A nossa tragédia socioeconômica é também nosso drama cultural e este é aquela e leva àquela. Pobreza material produz violência, desigualdade e castas, produz abandono, desespero, fome, morte. E estes aumentam o nível de pobreza material, ao naturalizarem castas econômicas, o messianismo cultural e uma ideia errada de meritocracia que é disponível no máximo para um terço de nossa sociedade. É preciso quebrar esse círculo vicioso da tragédia. Nossas lideranças políticas e partidos democráticos (que utilizam o arcabouço normativo da modernidade, e não o fundamentalismo religioso e o obscurantismo cultural, como o PSL e a Aliança pelo Brasil), o judiciário, a intelectualidade e movimentos sociais ligados à promoção das minorias, ao fomento dos direitos humanos, à ecologia, à terra, à moradia, bem como os setores progressistas de nossas igrejas (que sabem separar religião e política, biologia e cultura) etc., precisam criar e consolidar laços de solidariedade e mutualidade e apresentar um projeto estrutural e estruturante de sociedade à população brasileira, com objetivos, passos e estratégias coletivos e institucionais de desenvolvimento, inclusão e justiça.
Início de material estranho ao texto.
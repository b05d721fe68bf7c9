use tracing_subscriber::EnvFilter;

/// Install a fmt subscriber. `RUST_LOG` wins over `default_filter`.
pub fn init_tracing(default_filter: &str) -> anyhow::Result<()> {
    let filter = match EnvFilter::try_from_default_env() {
        Ok(filter) => filter,
        Err(_) => EnvFilter::try_new(default_filter)?,
    };
    tracing_subscriber::fmt()
        .with_env_filter(filter)
        .try_init()
        .map_err(|e| anyhow::anyhow!(e))
}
Precisam reconhecer a necessidade de um esforço coletivo de superação de nossa tragédia colonial-republicana, precisam afirmar a centralidade das instituições públicas de um modo geral e do Estado em particular nessa tarefa ingente e urgente. Precisam, sobretudo, explicar que desenvolvimento econômico é, antes que enriquecimento individual, justiça social, riqueza pública, intersubjetiva, comum, e de que é possível alcançá-la por meio da política, aliás, somente da política como o eixo diretriz, como a prática comum e relacional de uma sociedade democrática.